Instructions for the task: Please output every entry below precisely as written.

── Given records ──

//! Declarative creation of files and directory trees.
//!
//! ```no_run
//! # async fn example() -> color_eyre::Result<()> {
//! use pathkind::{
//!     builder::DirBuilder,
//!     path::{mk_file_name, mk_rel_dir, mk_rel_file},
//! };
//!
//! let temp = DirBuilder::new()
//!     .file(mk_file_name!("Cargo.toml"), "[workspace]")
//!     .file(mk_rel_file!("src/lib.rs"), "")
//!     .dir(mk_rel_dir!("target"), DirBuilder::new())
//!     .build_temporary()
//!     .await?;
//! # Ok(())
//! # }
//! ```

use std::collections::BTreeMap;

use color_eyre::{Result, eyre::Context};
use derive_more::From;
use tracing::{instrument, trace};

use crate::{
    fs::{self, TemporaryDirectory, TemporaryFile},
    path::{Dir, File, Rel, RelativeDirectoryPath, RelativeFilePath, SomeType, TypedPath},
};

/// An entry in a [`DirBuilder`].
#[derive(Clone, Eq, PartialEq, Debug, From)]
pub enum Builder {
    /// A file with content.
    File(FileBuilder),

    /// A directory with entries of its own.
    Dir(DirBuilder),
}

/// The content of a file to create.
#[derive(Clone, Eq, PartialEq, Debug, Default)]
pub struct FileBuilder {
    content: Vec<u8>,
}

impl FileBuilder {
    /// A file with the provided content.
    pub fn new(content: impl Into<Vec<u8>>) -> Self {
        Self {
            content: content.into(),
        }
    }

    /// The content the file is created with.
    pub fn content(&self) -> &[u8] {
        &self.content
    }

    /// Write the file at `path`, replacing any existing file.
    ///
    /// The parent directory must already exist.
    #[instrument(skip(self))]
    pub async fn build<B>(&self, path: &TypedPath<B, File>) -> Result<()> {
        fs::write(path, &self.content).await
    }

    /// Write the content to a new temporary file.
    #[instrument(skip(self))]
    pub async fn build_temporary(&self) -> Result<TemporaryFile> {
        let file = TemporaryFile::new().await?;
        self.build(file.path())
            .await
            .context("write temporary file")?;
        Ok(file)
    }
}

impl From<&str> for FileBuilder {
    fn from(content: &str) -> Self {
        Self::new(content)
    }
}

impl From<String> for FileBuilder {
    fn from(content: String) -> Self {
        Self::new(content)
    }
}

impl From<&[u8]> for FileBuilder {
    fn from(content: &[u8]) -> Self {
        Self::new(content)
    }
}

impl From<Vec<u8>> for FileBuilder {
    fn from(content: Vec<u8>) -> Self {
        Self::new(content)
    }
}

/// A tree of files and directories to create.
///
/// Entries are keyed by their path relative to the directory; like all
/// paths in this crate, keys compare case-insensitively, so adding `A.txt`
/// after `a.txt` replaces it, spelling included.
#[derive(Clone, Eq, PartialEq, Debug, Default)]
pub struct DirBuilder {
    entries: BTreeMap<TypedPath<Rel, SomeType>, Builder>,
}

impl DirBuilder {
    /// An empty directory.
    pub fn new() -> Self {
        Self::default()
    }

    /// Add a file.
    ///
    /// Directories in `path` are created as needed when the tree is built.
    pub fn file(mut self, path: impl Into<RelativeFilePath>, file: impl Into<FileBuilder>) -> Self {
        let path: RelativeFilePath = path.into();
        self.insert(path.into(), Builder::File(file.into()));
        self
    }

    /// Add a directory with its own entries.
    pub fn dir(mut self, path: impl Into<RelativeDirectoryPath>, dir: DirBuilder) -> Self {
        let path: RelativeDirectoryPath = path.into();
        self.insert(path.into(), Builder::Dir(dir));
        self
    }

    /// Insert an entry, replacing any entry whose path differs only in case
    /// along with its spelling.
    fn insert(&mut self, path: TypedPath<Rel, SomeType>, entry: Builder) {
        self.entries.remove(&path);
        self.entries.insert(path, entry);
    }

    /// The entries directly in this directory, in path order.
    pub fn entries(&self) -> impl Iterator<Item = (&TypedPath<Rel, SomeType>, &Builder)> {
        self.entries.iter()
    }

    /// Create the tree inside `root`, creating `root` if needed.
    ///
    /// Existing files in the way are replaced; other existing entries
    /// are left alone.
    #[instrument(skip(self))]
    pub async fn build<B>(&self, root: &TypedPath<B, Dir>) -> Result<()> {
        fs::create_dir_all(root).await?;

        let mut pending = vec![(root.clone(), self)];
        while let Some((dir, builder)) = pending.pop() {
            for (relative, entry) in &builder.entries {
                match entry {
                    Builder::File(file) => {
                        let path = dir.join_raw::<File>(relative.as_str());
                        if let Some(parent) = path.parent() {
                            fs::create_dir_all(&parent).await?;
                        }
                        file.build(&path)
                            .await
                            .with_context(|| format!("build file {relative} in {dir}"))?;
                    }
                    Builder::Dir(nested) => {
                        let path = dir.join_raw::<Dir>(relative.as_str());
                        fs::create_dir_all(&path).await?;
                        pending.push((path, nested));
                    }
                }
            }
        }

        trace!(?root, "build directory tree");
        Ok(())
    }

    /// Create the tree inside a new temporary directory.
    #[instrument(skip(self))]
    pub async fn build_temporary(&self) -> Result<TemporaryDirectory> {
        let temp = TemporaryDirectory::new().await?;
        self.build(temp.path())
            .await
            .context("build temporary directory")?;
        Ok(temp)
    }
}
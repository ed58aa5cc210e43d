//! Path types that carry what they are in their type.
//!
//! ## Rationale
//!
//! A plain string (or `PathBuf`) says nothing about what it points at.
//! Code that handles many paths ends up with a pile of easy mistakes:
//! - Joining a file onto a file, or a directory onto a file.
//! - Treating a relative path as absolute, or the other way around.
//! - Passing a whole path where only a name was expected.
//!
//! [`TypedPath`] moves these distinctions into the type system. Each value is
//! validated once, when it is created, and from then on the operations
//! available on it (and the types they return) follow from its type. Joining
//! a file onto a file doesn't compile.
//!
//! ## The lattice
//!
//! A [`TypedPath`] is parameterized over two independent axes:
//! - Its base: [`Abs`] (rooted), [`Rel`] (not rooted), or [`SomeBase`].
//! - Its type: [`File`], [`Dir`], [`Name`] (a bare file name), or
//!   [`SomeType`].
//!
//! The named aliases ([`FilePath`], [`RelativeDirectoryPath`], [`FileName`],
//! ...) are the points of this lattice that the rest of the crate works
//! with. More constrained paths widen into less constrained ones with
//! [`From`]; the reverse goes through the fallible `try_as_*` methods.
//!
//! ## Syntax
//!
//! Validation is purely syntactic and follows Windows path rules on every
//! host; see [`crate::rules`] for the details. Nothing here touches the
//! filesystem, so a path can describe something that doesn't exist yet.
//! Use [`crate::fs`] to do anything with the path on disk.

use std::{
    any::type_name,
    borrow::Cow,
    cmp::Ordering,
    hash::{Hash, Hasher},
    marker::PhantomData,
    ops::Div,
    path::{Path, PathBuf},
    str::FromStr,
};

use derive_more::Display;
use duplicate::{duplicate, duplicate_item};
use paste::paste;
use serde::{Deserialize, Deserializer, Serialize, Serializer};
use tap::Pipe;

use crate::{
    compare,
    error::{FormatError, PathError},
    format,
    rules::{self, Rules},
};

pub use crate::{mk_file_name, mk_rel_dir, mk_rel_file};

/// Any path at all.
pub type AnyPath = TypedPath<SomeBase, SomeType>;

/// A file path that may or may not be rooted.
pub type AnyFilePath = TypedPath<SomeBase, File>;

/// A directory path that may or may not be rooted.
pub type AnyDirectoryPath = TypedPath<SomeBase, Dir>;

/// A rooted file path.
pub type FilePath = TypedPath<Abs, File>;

───

Answer box:
//! Declarative creation of files and directory trees.
//!
//! ```no_run
//! # async fn example() -> color_eyre::Result<()> {
//! use pathkind::{
//!     builder::DirBuilder,
//!     path::{mk_file_name, mk_rel_dir, mk_rel_file},
//! };
//!
//! let temp = DirBuilder::new()
//!     .file(mk_file_name!("Cargo.toml"), "[workspace]")
//!     .file(mk_rel_file!("src/lib.rs"), "")
//!     .dir(mk_rel_dir!("target"), DirBuilder::new())
//!     .build_temporary()
//!     .await?;
//! # Ok(())
//! # }
//! ```

use std::collections::BTreeMap;

use color_eyre::{Result, eyre::Context};
use derive_more::From;
use tracing::{instrument, trace};

use crate::{
    fs::{self, TemporaryDirectory, TemporaryFile},
    path::{Dir, File, Rel, RelativeDirectoryPath, RelativeFilePath, SomeType, TypedPath},
};

/// An entry in a [`DirBuilder`].
#[derive(Clone, Eq, PartialEq, Debug, From)]
pub enum Builder {
    /// A file with content.
    File(FileBuilder),

    /// A directory with entries of its own.
    Dir(DirBuilder),
}

/// The content of a file to create.
#[derive(Clone, Eq, PartialEq, Debug, Default)]
pub struct FileBuilder {
    content: Vec<u8>,
}

impl FileBuilder {
    /// A file with the provided content.
    pub fn new(content: impl Into<Vec<u8>>) -> Self {
        Self {
            content: content.into(),
        }
    }

    /// The content the file is created with.
    pub fn content(&self) -> &[u8] {
        &self.content
    }

    /// Write the file at `path`, replacing any existing file.
    ///
    /// The parent directory must already exist.
    #[instrument(skip(self))]
    pub async fn build<B>(&self, path: &TypedPath<B, File>) -> Result<()> {
        fs::write(path, &self.content).await
    }

    /// Write the content to a new temporary file.
    #[instrument(skip(self))]
    pub async fn build_temporary(&self) -> Result<TemporaryFile> {
        let file = TemporaryFile::new().await?;
        self.build(file.path())
            .await
            .context("write temporary file")?;
        Ok(file)
    }
}

impl From<&str> for FileBuilder {
    fn from(content: &str) -> Self {
        Self::new(content)
    }
}

impl From<String> for FileBuilder {
    fn from(content: String) -> Self {
        Self::new(content)
    }
}

impl From<&[u8]> for FileBuilder {
    fn from(content: &[u8]) -> Self {
        Self::new(content)
    }
}

impl From<Vec<u8>> for FileBuilder {
    fn from(content: Vec<u8>) -> Self {
        Self::new(content)
    }
}

/// A tree of files and directories to create.
///
/// Entries are keyed by their path relative to the directory; like all
/// paths in this crate, keys compare case-insensitively, so adding `A.txt`
/// after `a.txt` replaces it, spelling included.
#[derive(Clone, Eq, PartialEq, Debug, Default)]
pub struct DirBuilder {
    entries: BTreeMap<TypedPath<Rel, SomeType>, Builder>,
}

impl DirBuilder {
    /// An empty directory.
    pub fn new() -> Self {
        Self::default()
    }

    /// Add a file.
    ///
    /// Directories in `path` are created as needed when the tree is built.
    pub fn file(mut self, path: impl Into<RelativeFilePath>, file: impl Into<FileBuilder>) -> Self {
        let path: RelativeFilePath = path.into();
        self.insert(path.into(), Builder::File(file.into()));
        self
    }

    /// Add a directory with its own entries.
    pub fn dir(mut self, path: impl Into<RelativeDirectoryPath>, dir: DirBuilder) -> Self {
        let path: RelativeDirectoryPath = path.into();
        self.insert(path.into(), Builder::Dir(dir));
        self
    }

    /// Insert an entry, replacing any entry whose path differs only in case
    /// along with its spelling.
    fn insert(&mut self, path: TypedPath<Rel, SomeType>, entry: Builder) {
        self.entries.remove(&path);
        self.entries.insert(path, entry);
    }

    /// The entries directly in this directory, in path order.
    pub fn entries(&self) -> impl Iterator<Item = (&TypedPath<Rel, SomeType>, &Builder)> {
        self.entries.iter()
    }

    /// Create the tree inside `root`, creating `root` if needed.
    ///
    /// Existing files in the way are replaced; other existing entries
    /// are left alone.
    #[instrument(skip(self))]
    pub async fn build<B>(&self, root: &TypedPath<B, Dir>) -> Result<()> {
        fs::create_dir_all(root).await?;

        let mut pending = vec![(root.clone(), self)];
        while let Some((dir, builder)) = pending.pop() {
            for (relative, entry) in &builder.entries {
                match entry {
                    Builder::File(file) => {
                        let path = dir.join_raw::<File>(relative.as_str());
                        if let Some(parent) = path.parent() {
                            fs::create_dir_all(&parent).await?;
                        }
                        file.build(&path)
                            .await
                            .with_context(|| format!("build file {relative} in {dir}"))?;
                    }
                    Builder::Dir(nested) => {
                        let path = dir.join_raw::<Dir>(relative.as_str());
                        fs::create_dir_all(&path).await?;
                        pending.push((path, nested));
                    }
                }
            }
        }

        trace!(?root, "build directory tree");
        Ok(())
    }

    /// Create the tree inside a new temporary directory.
    #[instrument(skip(self))]
    pub async fn build_temporary(&self) -> Result<TemporaryDirectory> {
        let temp = TemporaryDirectory::new().await?;
        self.build(temp.path())
            .await
            .context("build temporary directory")?;
        Ok(temp)
    }
}
repository ed58aa5cc210e43d
//! Path types that carry what they are in their type.
//!
//! ## Rationale
//!
//! A plain string (or `PathBuf`) says nothing about what it points at.
//! Code that handles many paths ends up with a pile of easy mistakes:
//! - Joining a file onto a file, or a directory onto a file.
//! - Treating a relative path as absolute, or the other way around.
//! - Passing a whole path where only a name was expected.
//!
//! [`TypedPath`] moves these distinctions into the type system. Each value is
//! validated once, when it is created, and from then on the operations
//! available on it (and the types they return) follow from its type. Joining
//! a file onto a file doesn't compile.
//!
//! ## The lattice
//!
//! A [`TypedPath`] is parameterized over two independent axes:
//! - Its base: [`Abs`] (rooted), [`Rel`] (not rooted), or [`SomeBase`].
//! - Its type: [`File`], [`Dir`], [`Name`] (a bare file name), or
//!   [`SomeType`].
//!
//! The named aliases ([`FilePath`], [`RelativeDirectoryPath`], [`FileName`],
//! ...) are the points of this lattice that the rest of the crate works
//! with. More constrained paths widen into less constrained ones with
//! [`From`]; the reverse goes through the fallible `try_as_*` methods.
//!
//! ## Syntax
//!
//! Validation is purely syntactic and follows Windows path rules on every
//! host; see [`crate::rules`] for the details. Nothing here touches the
//! filesystem, so a path can describe something that doesn't exist yet.
//! Use [`crate::fs`] to do anything with the path on disk.

use std::{
    any::type_name,
    borrow::Cow,
    cmp::Ordering,
    hash::{Hash, Hasher},
    marker::PhantomData,
    ops::Div,
    path::{Path, PathBuf},
    str::FromStr,
};

use derive_more::Display;
use duplicate::{duplicate, duplicate_item};
use paste::paste;
use serde::{Deserialize, Deserializer, Serialize, Serializer};
use tap::Pipe;

use crate::{
    compare,
    error::{FormatError, PathError},
    format,
    rules::{self, Rules},
};

pub use crate::{mk_file_name, mk_rel_dir, mk_rel_file};

/// Any path at all.
pub type AnyPath = TypedPath<SomeBase, SomeType>;

/// A file path that may or may not be rooted.
pub type AnyFilePath = TypedPath<SomeBase, File>;

/// A directory path that may or may not be rooted.
pub type AnyDirectoryPath = TypedPath<SomeBase, Dir>;

/// A rooted file path.
pub type FilePath = TypedPath<Abs, File>;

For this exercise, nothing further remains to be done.